## WORK ORDER
Copy the data below exactly.

## MATERIAL PROVIDED
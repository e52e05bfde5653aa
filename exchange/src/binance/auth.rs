//! HMAC-SHA256 signature generation for Binance API requests.

use hmac::{Hmac, Mac};
use sha2::Sha256;

type HmacSha256 = Hmac<Sha256>;

/// Sign a query string with HMAC-SHA256.
///
/// Returns the hex-encoded signature to append as `&signature=<sig>`.
pub fn sign(query_string: &str, secret_key: &str) -> String {
    let mut mac =
        HmacSha256::new_from_slice(secret_key.as_bytes()).expect("HMAC accepts any key length");
    mac.update(query_string.as_bytes());
    let result = mac.finalize();
    hex::encode(result.into_bytes())
}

## EXERCISE ANSWER
repository e52e05bfde5653aa
filename exchange/src/binance/auth.rs
//! HMAC-SHA256 signature generation for Binance API requests.

use hmac::{Hmac, Mac};
use sha2::Sha256;

type HmacSha256 = Hmac<Sha256>;

/// Sign a query string with HMAC-SHA256.
///
/// Returns the hex-encoded signature to append as `&signature=<sig>`.
pub fn sign(query_string: &str, secret_key: &str) -> String {
    let mut mac =
        HmacSha256::new_from_slice(secret_key.as_bytes()).expect("HMAC accepts any key length");
    mac.update(query_string.as_bytes());
    let result = mac.finalize();
    hex::encode(result.into_bytes())
}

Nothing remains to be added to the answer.